The uguentaria, for example, are pieces that the authors, Chelsee and Kristen, worked with on numerous occasions. Uguentaria were used in Thessalian antiquity as vessels for storing perfume, and had very thin necks, large bodies, and thin bases. In Building 10, third-five were found in Unit D alone. Though these vessels are identified in the archaeological record as perfume bottles, analyses from Building 10 suggested that they may have been used as spice holders as well. Thus, we see evidence that something that may have lost its primary use could be reimagined into something with equal use-ability.

Building 10 itself was even reused and given new life after its first building phase had run its course. A second building phase is evidenced in the wall structure that was built over top of an existing basin in the courtyard area.
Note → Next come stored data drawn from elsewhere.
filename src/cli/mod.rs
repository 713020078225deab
//! CLI definitions using clap.

use clap::{Args, Parser, Subcommand, ValueEnum};
use std::path::PathBuf;

/// Output format for command results.
#[derive(ValueEnum, Clone, Debug, Default, PartialEq, Eq)]
pub enum OutputFormat {
    /// Human-readable summary (default)
    #[default]
    Text,
    /// JSON (same as --json)
    Json,
}

pub mod commands;

/// tshare - share coding-assistant transcripts without leaking your machine
#[derive(Parser, Debug)]
#[command(name = "tshare", author, version, about, long_about = None)]
pub struct Cli {
    #[command(subcommand)]
    pub command: Commands,

    /// Share store directory (default: ~/.tshare/shares)
    #[arg(long, global = true, env = "TSHARE_STORE")]
    pub store: Option<PathBuf>,

    /// Output as JSON (for scripting)
    #[arg(long, global = true)]
    pub json: bool,

    /// Output format (text, json)
    #[arg(long, value_enum, global = true, default_value_t)]
    pub format: OutputFormat,

    /// Increase logging verbosity (-v, -vv)
    #[arg(short, long, action = clap::ArgAction::Count, global = true)]
    pub verbose: u8,

    /// Quiet mode (no output except errors)
    #[arg(short, long, global = true)]
    pub quiet: bool,

    /// Disable colored output
    #[arg(long, global = true)]
    pub no_color: bool,
}

#[derive(Subcommand, Debug)]
pub enum Commands {
    /// Sanitize a transcript and publish it (or write it with --output)
    Export(ExportArgs),

    /// Import a shared transcript under fresh identifiers
    Import(ImportArgs),

    /// Redact secrets from stdin and write the result to stdout
    Redact {
        /// Also rewrite paths under this directory to relative form
        #[arg(long)]
        base_path: Option<String>,
    },

    /// Print version information
    Version,

    /// Generate shell completions
    Completions {
        /// Shell to generate completions for
        #[arg(value_enum)]
        shell: Shell,
    },
}

/// Supported shells for completions.
#[derive(clap::ValueEnum, Clone, Debug)]
pub enum Shell {
    Bash,
    Zsh,
    Fish,
    PowerShell,
    Elvish,
}

// ============================================================================
// Export / Import
// ============================================================================

#[derive(Args, Debug)]
pub struct ExportArgs {
    /// Transcript file to export
    pub source: PathBuf,

    /// Directory paths are made relative to (default: first user record's working directory)
    #[arg(long)]
    pub base_path: Option<String>,

    /// Write the sanitized transcript here instead of publishing it
    #[arg(short, long)]
    pub output: Option<PathBuf>,

    /// Name to publish under (default: source file name)
    #[arg(long)]
    pub name: Option<String>,
}

#[derive(Args, Debug)]
pub struct ImportArgs {
    /// Share id to fetch from the store
    #[arg(required_unless_present = "file", conflicts_with = "file")]
    pub id: Option<String>,

    /// Import a transcript file instead of a share
    #[arg(long)]
    pub file: Option<PathBuf>,

    /// Project directory the transcript belongs to (default: current directory)
    #[arg(long)]
    pub target_dir: Option<String>,

    /// Root of the per-project transcript directories (default: ~/.tshare/projects)
    #[arg(long, env = "TSHARE_PROJECTS_DIR")]
    pub projects_dir: Option<PathBuf>,
}
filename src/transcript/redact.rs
//! Pattern-based secret redaction.
//!
//! Credential-shaped substrings are replaced with [`REDACTED`]; PEM private
//! key blocks collapse to [`REDACTED_PRIVATE_KEY`]. Patterns are compiled
//! once and applied in a fixed order, most specific first. When a value is
//! ambiguous the rules lean towards redacting it.
//!
//! Not detected: passwords inside connection-string URLs and secrets written
//! as prose instead of `key=value` / `key: value`.

use std::sync::LazyLock;

use regex::{Captures, Regex};
use serde::Serialize;

/// Replacement for a redacted value.
pub const REDACTED: &str = "[REDACTED]";
/// Replacement for a whole PEM private key block.
pub const REDACTED_PRIVATE_KEY: &str = "[REDACTED PRIVATE KEY]";

/// Family of the rule that matched.
#[derive(Debug, Clone, Copy, PartialEq, Eq, Hash, Serialize)]
#[serde(rename_all = "snake_case")]
pub enum SecretKind {
    /// `-----BEGIN ... PRIVATE KEY-----` through the matching END line.
    PrivateKeyBlock,
    /// Vendor token with a well-known prefix (`ghp_`, `sk-`, `xoxb-`, ...).
    VendorToken,
    /// Cloud access key id, or a labeled secret access key.
    CloudAccessKey,
    /// `api_key: "..."` style assignment of a quoted value.
    KeyedValue,
    /// `SOME_TOKEN=...` environment-variable assignment.
    EnvAssignment,
    /// Any `=`/`:` assignment of a long base64 or hex run.
    GenericAssignment,
}

struct Rule {
    kind: SecretKind,
    regex: Regex,
    /// Replacement for one match, or `None` to keep the match as it is.
    rewrite: fn(&Captures<'_>) -> Option<String>,
}

impl Rule {
    fn new(kind: SecretKind, pattern: &str, rewrite: fn(&Captures<'_>) -> Option<String>) -> Self {
        Self {
            kind,
            regex: Regex::new(pattern).expect("secret patterns are valid regexes"),
            rewrite,
        }
    }
}

fn whole(_: &Captures<'_>) -> Option<String> {
    Some(REDACTED.to_string())
}

fn keep_label(caps: &Captures<'_>) -> Option<String> {
    Some(format!("{}{REDACTED}", &caps["label"]))
}

fn keep_label_and_quotes(caps: &Captures<'_>) -> Option<String> {
    if &caps["value"] == REDACTED {
        return None;
    }
    let open = caps.name("open").map_or("", |m| m.as_str());
    let close = caps.name("close").map_or("", |m| m.as_str());
    Some(format!("{}{open}{REDACTED}{close}", &caps["label"]))
}

fn keep_label_in_quotes(caps: &Captures<'_>) -> Option<String> {
    let (quote, value) = match (caps.name("dq"), caps.name("sq")) {
        (Some(value), _) => ('"', value),
        (None, Some(value)) => ('\'', value),
        (None, None) => return None,
    };
    if value.as_str() == REDACTED {
        return None;
    }
    Some(format!("{}{quote}{REDACTED}{quote}", &caps["label"]))
}

fn generic_value(caps: &Captures<'_>) -> Option<String> {
    // Two or more separators look like a file path rather than a secret.
    if caps["value"].matches('/').count() >= 2 {
        return None;
    }
    keep_label(caps)
}

static RULES: LazyLock<Vec<Rule>> = LazyLock::new(|| {
    vec![
        Rule::new(
            SecretKind::PrivateKeyBlock,
            r"(?s)-----BEGIN [A-Z0-9 ]*PRIVATE KEY-----(?:.*?-----END [A-Z0-9 ]*PRIVATE KEY-----|.*)",
            |_| Some(REDACTED_PRIVATE_KEY.to_string()),
        ),
        Rule::new(
            SecretKind::VendorToken,
            r"\b(?:sk-ant-|sk-proj-|sk-|sk_live_|sk_test_|rk_live_|ghp_|gho_|ghu_|ghs_|ghr_|github_pat_|glpat-|xox[abprs]-|npm_|hf_)[A-Za-z0-9_-]{30,}",
            whole,
        ),
        Rule::new(
            SecretKind::CloudAccessKey,
            r"\b(?:AKIA|ASIA|ABIA|ACCA|AGPA|AIDA|AIPA|ANPA|ANVA|AROA|APKA)[A-Z0-9]{16}\b",
            whole,
        ),
        Rule::new(
            SecretKind::CloudAccessKey,
            r#"(?i)(?P<label>secret[_\s-]?access[_\s-]?key["']?\s*[:=]\s*["']?)(?P<value>[A-Za-z0-9/+=]{20,})"#,
            keep_label,
        ),
        Rule::new(
            SecretKind::KeyedValue,
            r#"(?i)(?P<label>(?:api[_-]?key|access[_-]?token|secret[_-]?key|bearer[_-]?token|auth[_-]?token|refresh[_-]?token|client[_-]?secret|private[_-]?key|password|passwd)["']?\s*[:=]\s*)(?:"(?P<dq>[^"\s]{8,})"|'(?P<sq>[^'\s]{8,})')"#,
            keep_label_in_quotes,
        ),
        Rule::new(
            SecretKind::EnvAssignment,
            r#"\b(?P<label>[A-Z][A-Z0-9_]*(?:KEY|TOKEN|SECRET|PASSWORD|AUTH)[A-Z0-9_]*=)(?P<open>["']?)(?P<value>[^\s"']{8,})"#,
            keep_label_and_quotes,
        ),
        Rule::new(
            SecretKind::GenericAssignment,
            r#"(?P<label>[=:]\s*["']?)(?P<value>[A-Za-z0-9+/=]{32,})"#,
            generic_value,
        ),
    ]
});

/// Redacted text plus the families that matched, in rule order.
#[derive(Debug, Clone, PartialEq, Eq)]
pub struct Redaction {
    pub text: String,
    pub findings: Vec<SecretKind>,
}

impl Redaction {
    #[must_use]
    pub fn is_clean(&self) -> bool {
        self.findings.is_empty()
    }
}

/// Redact `text` and report what was found.
#[must_use]
pub fn scan(text: &str) -> Redaction {
    let mut current = text.to_string();
    let mut findings = Vec::new();

    for rule in RULES.iter() {
        let mut hits = 0usize;
        let replaced = rule.regex.replace_all(&current, |caps: &Captures<'_>| {
            if let Some(replacement) = (rule.rewrite)(caps) {
                hits += 1;
                replacement
            } else {
                caps[0].to_string()
            }
        });
        if hits > 0 {
            current = replaced.into_owned();
            findings.extend(std::iter::repeat_n(rule.kind, hits));
        }
    }

    Redaction {
        text: current,
        findings,
    }
}

/// Redact credential-shaped substrings in `text`.
#[must_use]
pub fn redact(text: &str) -> String {
    scan(text).text
}
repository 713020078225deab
//! Content hashing for shared transcripts.
//!
//! The hash is taken over the encoded transcript bytes exactly as they are
//! stored, so a fetched transcript can be checked against the hash recorded
//! in its metadata at export time.

use sha2::{Digest, Sha256};

/// SHA256 of `content`, as 64 lowercase hex characters.
#[must_use]
pub fn content_hash(content: impl AsRef<[u8]>) -> String {
    let mut hasher = Sha256::new();
    hasher.update(content.as_ref());
    format!("{:x}", hasher.finalize())
}

/// Check fetched content against a recorded hash.
///
/// Returns `true` when there is no recorded hash to compare against.
#[must_use]
pub fn hash_matches(content: impl AsRef<[u8]>, recorded: Option<&str>) -> bool {
    recorded.is_none_or(|h| h.eq_ignore_ascii_case(&content_hash(content)))
}
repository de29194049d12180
//! # kinship-napi
//!
//! NAPI bindings exposing the Kinship module to a JavaScript host.
//!
//! - `bindings/` — the exported `getUsers` / `getUsersAsync` functions
//! - `conversions/` — Rust ↔ JS type conversions via serde_json

pub mod bindings;
pub mod conversions;
use serde::{Deserialize, Serialize};

use super::address::Address;

/// A person record as the domain sees it.
///
/// `has_children` is always concrete here — the boundary layer normalizes
/// the host's optional flag before a `User` is constructed. Identity is the
/// tuple of all fields; `id` is a correlation key for the relatives rule, not
/// enforced unique. Records are built fresh per call and never mutated.
#[derive(Debug, Clone, PartialEq, Eq, Serialize, Deserialize)]
#[serde(rename_all = "camelCase")]
pub struct User {
    pub id: i32,
    pub name: String,
    /// Absent in host input means `false`.
    #[serde(default)]
    pub has_children: bool,
    /// Always fully populated once a `User` exists in domain form.
    pub address: Address,
}

impl User {
    pub fn new(id: i32, name: impl Into<String>, has_children: bool, address: Address) -> Self {
        Self {
            id,
            name: name.into(),
            has_children,
            address,
        }
    }
}
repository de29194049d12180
//! The module facade the bridge calls through.

use crate::models::User;
use crate::relatives;

/// Stateless entry point decoupling the NAPI bridge from the relatives rule.
///
/// Swap the body of [`Module::get_users`] to substitute real domain logic
/// without touching the bridge.
#[derive(Debug, Clone, Copy, Default)]
pub struct Module;

impl Module {
    pub fn new() -> Self {
        Self
    }

    /// All relatives of the given user, in rule order.
    pub fn get_users(&self, user: &User) -> Vec<User> {
        relatives::relatives_for_user(user)
    }
}
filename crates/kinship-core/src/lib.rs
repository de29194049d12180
//! # kinship-core
//!
//! Foundation crate for the Kinship native module.
//! Defines the domain model (`User`, `Address`), the relatives rule, the
//! module facade, the host-facing boundary shapes, and the error taxonomy.
//! The NAPI bridge crate depends on this and nothing else domain-specific.

pub mod boundary;
pub mod errors;
pub mod models;
pub mod module;
pub mod relatives;

// Re-export the most commonly used types at the crate root.
pub use errors::{KinshipError, KinshipResult};
pub use models::{Address, User};
pub use module::Module;
//! Domain value records.

mod address;
mod user;

pub use address::Address;
pub use user::User;
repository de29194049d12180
//! Rust ↔ JS type conversions via serde_json.

pub mod error_types;
pub mod user_types;
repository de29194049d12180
//! User ↔ serde_json::Value conversions for the NAPI boundary.
//!
//! napi's `serde-json` feature handles `serde_json::Value` ↔ JsObject
//! automatically, so these wrappers are the whole marshaling layer: one
//! decode pass in, one encode pass out, per call. The shape rules (required
//! fields, the defaulted `hasChildren`) live in `kinship_core::boundary`.

use kinship_core::boundary;
use kinship_core::models::User;

use super::error_types;

/// Decode a user object received from JS, defaulting an absent
/// `hasChildren` to `false`. Any other missing or mis-shaped field fails.
pub fn user_from_json(value: serde_json::Value) -> napi::Result<User> {
    boundary::user_from_value(value).map_err(error_types::to_napi_error)
}

/// Encode domain users as the JS array shape. Every element carries a
/// concrete `hasChildren`.
pub fn users_to_json(users: Vec<User>) -> napi::Result<serde_json::Value> {
    boundary::users_to_value(users).map_err(error_types::to_napi_error)
}
//! User bindings: the `getUsers` operation in both calling conventions.
//!
//! Each function decodes the host value, delegates to the module facade,
//! and encodes the resulting users back for JS consumption.

use napi_derive::napi;
use tracing::debug;

use kinship_core::Module;

use crate::conversions::user_types;

/// Relatives of the given user, returned synchronously.
///
/// An absent `hasChildren` on the input decodes as `false`; every returned
/// user carries a concrete `hasChildren`.
#[napi(ts_return_type = "Array<User>")]
pub fn get_users(
    #[napi(ts_arg_type = "User")] user: serde_json::Value,
) -> napi::Result<serde_json::Value> {
    debug!("NAPI: get_users");

    let user = user_types::user_from_json(user)?;
    let relatives = Module::new().get_users(&user);
    user_types::users_to_json(relatives)
}

/// Relatives of the given user, delivered through a promise.
///
/// The relatives rule is synchronous, so the promise resolves without ever
/// suspending; malformed input rejects it instead of resolving. The promise
/// is created and settled exactly once per call.
#[napi(ts_return_type = "Promise<Array<User>>")]
pub async fn get_users_async(
    #[napi(ts_arg_type = "User")] user: serde_json::Value,
) -> napi::Result<serde_json::Value> {
    debug!("NAPI: get_users_async");

    let user = user_types::user_from_json(user)?;
    let relatives = Module::new().get_users(&user);
    user_types::users_to_json(relatives)
}
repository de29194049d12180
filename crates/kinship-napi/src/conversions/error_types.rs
//! `KinshipError` → `napi::Error` mapping with stable error codes.
//!
//! The JS side matches on the `[CODE]` prefix, so codes are part of the
//! host contract and must stay stable.

use kinship_core::KinshipError;

/// Stable SCREAMING_SNAKE_CASE code for each error variant.
fn error_code(err: &KinshipError) -> &'static str {
    match err {
        KinshipError::BoundaryDecode(_) => "BOUNDARY_DECODE",
        KinshipError::BoundaryEncode(_) => "BOUNDARY_ENCODE",
    }
}

/// Convert a `KinshipError` into a `napi::Error` formatted as
/// `[CODE] message`.
pub fn to_napi_error(err: KinshipError) -> napi::Error {
    napi::Error::from_reason(format!("[{}] {}", error_code(&err), err))
}
//! Error taxonomy for the host boundary.
//!
//! The relatives rule itself is total; only the boundary codec can fail.

/// Everything that can go wrong crossing the host boundary.
#[derive(Debug, thiserror::Error)]
pub enum KinshipError {
    /// The host sent a value that does not decode into the expected shape:
    /// a required field absent, or a field of the wrong type. Only
    /// `hasChildren` is defaulted; every other field must be present.
    #[error("malformed boundary value: {0}")]
    BoundaryDecode(#[source] serde_json::Error),

    /// A domain value failed to encode for the host. Cannot occur for the
    /// shapes defined in this crate, but the codec is explicit about both
    /// directions.
    #[error("failed to encode value for host: {0}")]
    BoundaryEncode(#[source] serde_json::Error),
}

pub type KinshipResult<T> = Result<T, KinshipError>;
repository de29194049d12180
use std::fmt;

use serde::{Deserialize, Serialize};

/// A postal address, owned inline by its [`User`](super::User).
///
/// Pure value record: identity is field-wise equality and no validation is
/// applied to field contents (empty strings are accepted).
#[derive(Debug, Clone, PartialEq, Eq, Serialize, Deserialize)]
pub struct Address {
    /// Street line.
    pub street: String,
    /// City name.
    pub city: String,
    /// Postal code, kept as text.
    pub zipcode: String,
}

impl Address {
    pub fn new(
        street: impl Into<String>,
        city: impl Into<String>,
        zipcode: impl Into<String>,
    ) -> Self {
        Self {
            street: street.into(),
            city: city.into(),
            zipcode: zipcode.into(),
        }
    }
}

impl fmt::Display for Address {
    /// Human-readable rendering: street, city, and zipcode joined by single
    /// spaces. No punctuation, no locale handling.
    fn fmt(&self, f: &mut fmt::Formatter<'_>) -> fmt::Result {
        write!(f, "{} {} {}", self.street, self.city, self.zipcode)
    }
}
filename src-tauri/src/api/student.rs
use std::fmt;

use time::{macros::format_description, Date};

/// years between admission and graduation
pub const STUDY_YEARS: i32 = 4;

/// 学生记录, 创建后不可修改
#[derive(Debug, Clone, PartialEq, Eq)]
pub struct StudentRecord {
    // 名
    name: String,
    // 姓
    surname: String,
    // 父称
    middlename: String,
    // 出生日期
    date_of_birth: Date,
    // 入学年份
    year_of_admission: i32,
    // 院系
    faculty: String,
}

/// 当前所在年级
#[derive(Debug, Clone, Copy, PartialEq, Eq)]
pub enum Course {
    Year(i32),
    Graduated,
}

impl fmt::Display for Course {
    fn fmt(&self, f: &mut fmt::Formatter<'_>) -> fmt::Result {
        match self {
            Course::Year(n) => write!(f, "{} course", n),
            Course::Graduated => write!(f, "graduated"),
        }
    }
}

impl StudentRecord {
    /// Only the validator builds records, so every stored record has passed
    /// all checks.
    pub(crate) fn new(
        name: String,
        surname: String,
        middlename: String,
        date_of_birth: Date,
        year_of_admission: i32,
        faculty: String,
    ) -> Self {
        Self {
            name,
            surname,
            middlename,
            date_of_birth,
            year_of_admission,
            faculty,
        }
    }

    pub fn name(&self) -> &str {
        &self.name
    }

    pub fn surname(&self) -> &str {
        &self.surname
    }

    pub fn middlename(&self) -> &str {
        &self.middlename
    }

    pub fn date_of_birth(&self) -> Date {
        self.date_of_birth
    }

    pub fn year_of_admission(&self) -> i32 {
        self.year_of_admission
    }

    pub fn faculty(&self) -> &str {
        &self.faculty
    }

    /// surname, name and middle name joined by single spaces
    pub fn full_name(&self) -> String {
        format!("{} {} {}", self.surname, self.name, self.middlename)
    }

    pub fn year_of_graduation(&self) -> i32 {
        self.year_of_admission + STUDY_YEARS
    }

    /// Whole years lived on `today`, counting a year as 365.25 days.
    pub fn age(&self, today: Date) -> i64 {
        let days = (today - self.date_of_birth).whole_days();
        (days as f64 / 365.25).floor() as i64
    }

    /// The graduation year itself still counts as a course; only later years
    /// read as graduated.
    pub fn course(&self, today: Date) -> Course {
        if today.year() > self.year_of_graduation() {
            Course::Graduated
        } else {
            Course::Year(today.year() - self.year_of_admission)
        }
    }
}

/// day/month/year, as shown in the table and in range messages
pub fn format_date(date: Date) -> String {
    date.format(format_description!("[day].[month].[year]"))
        .unwrap_or_else(|_| date.to_string())
}
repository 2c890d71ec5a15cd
fn main() {
    #[cfg(feature = "desktop")]
    tauri_build::build();
}
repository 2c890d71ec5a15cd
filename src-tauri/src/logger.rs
use std::fs::File;

use simplelog::{
    ColorChoice, CombinedLogger, ConfigBuilder, LevelFilter, SharedLogger, TermLogger,
    TerminalMode, WriteLogger,
};

use crate::api::err::RosterResult;
use crate::config::Settings;

/// init the global logger: terminal always, plus a file when one is configured
pub fn init(settings: &Settings) -> RosterResult<()> {
    let config = ConfigBuilder::new()
        .set_target_level(LevelFilter::Error)
        .build();

    let mut loggers: Vec<Box<dyn SharedLogger>> = vec![TermLogger::new(
        settings.log_level,
        config.clone(),
        TerminalMode::Mixed,
        ColorChoice::Auto,
    )];
    if let Some(path) = &settings.log_file {
        let file = File::create(path)?;
        loggers.push(WriteLogger::new(settings.log_level, config, file));
    }

    CombinedLogger::init(loggers)?;
    log::info!("logging at {}", settings.log_level);
    Ok(())
}
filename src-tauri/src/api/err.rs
use serde::Serialize;

/// 表单校验失败时收集到的全部提示, 按规则顺序排列
#[derive(thiserror::Error, Debug, Clone, PartialEq, Eq)]
#[error("{}", .0.join("\n"))]
pub struct ValidationErrors(Vec<String>);

impl ValidationErrors {
    pub fn new(messages: Vec<String>) -> Self {
        Self(messages)
    }

    pub fn messages(&self) -> &[String] {
        &self.0
    }
}

/// 自定义错误类型
#[derive(thiserror::Error, Debug)]
pub enum RosterError {
    /// 表格中不存在的列
    #[error("Cannot sort by column {0}.")]
    UnknownColumn(String),
    /// 筛选表单中不存在的字段
    #[error("Cannot filter by field {0}.")]
    UnknownCriterion(String),
    /// 筛选条件的值类型不受支持
    #[error("Type '{0}' is not supported.")]
    UnsupportedCriterionType(String),
    /// 配置项取值非法
    #[error("invalid configuration: {0}")]
    Config(String),
    /// 文件读写失败
    #[error("failed to access file: {0}")]
    Io(#[from] std::io::Error),
    /// .env 文件解析失败
    #[error("failed to read .env file: {0}")]
    Env(#[from] dotenv::Error),
    /// 日志初始化失败
    #[error("failed to set up logging: {0}")]
    Logger(#[from] log::SetLoggerError),
}

impl RosterError {
    /// Usage errors are shown to the user as an alert and never touch the roster.
    pub fn is_usage(&self) -> bool {
        matches!(
            self,
            RosterError::UnknownColumn(_)
                | RosterError::UnknownCriterion(_)
                | RosterError::UnsupportedCriterionType(_)
        )
    }
}

// the webview only needs the message
impl Serialize for RosterError {
    fn serialize<S>(&self, serializer: S) -> Result<S::Ok, S::Error>
    where
        S: serde::Serializer,
    {
        serializer.serialize_str(&self.to_string())
    }
}

pub type RosterResult<T> = Result<T, RosterError>;
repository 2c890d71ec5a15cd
pub mod api;
pub mod config;
pub mod logger;

pub use api::{
    err::{RosterError, RosterResult, ValidationErrors},
    panel::{Panel, PanelSnapshot, StudentRow, ViewState},
    query::{Column, Criterion, FilterField, FilterForm},
    store::Roster,
    student::{Course, StudentRecord},
    validator::StudentForm,
    AppState,
};
pub use config::Settings;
Perhaps the inhabitants realized that the amount of pre-existing space wasn’t necessary and they closed off the southern quadrant of the home. A Hopper-Rubber mill grinding stone was found, and it’s thought to have been converted into a saddle quern. This is not only suggestive of a smaller household (with not as much grain needing to be produced) but also another example of item rejuvenation in Greek antiquity.

Kristen 2    Kristen 3

 

 

 

 

 

 

 

From a North American perspective, we’re entrenched in a life of materialism with an attitude of “why have old when you can have brand new?” Our attitude is so different from that of the Greek people, both in antiquity and modernity, and it’s fascinating to be privy to such a different cultural perspective.

Kastro Kallithea 2015 Field School Blog nr. 6: Footsteps into the Past by Torri Hanson, Jessica Patras and Lindsay Chisholm

Learning at the University of Alberta is an amazing experience! The classes are interesting and the professors are knowledgeable but neither can truly compare to the understanding and experience a student can acquire while at field school. It is one thing to have a professor lecture about ancient civilizations and artefacts. However, it is an unfathomable difference to be able to see those settlements in person and touch pieces of history with your hands.

Torri 1

On our tour of the excavated site, Kastro Kallithea, we learned that the name of the site in Greek translated to “beautiful view” and that statement could not be truer. The site rests on the top of a mountain from which we could see Mount Olympus and the Pagasitic Gulf on the horizon. Although a local prickly bush (called punari) has completely taken over it was almost overwhelming to be able to walk through the actual streets and avenues of the once inhabited settlement.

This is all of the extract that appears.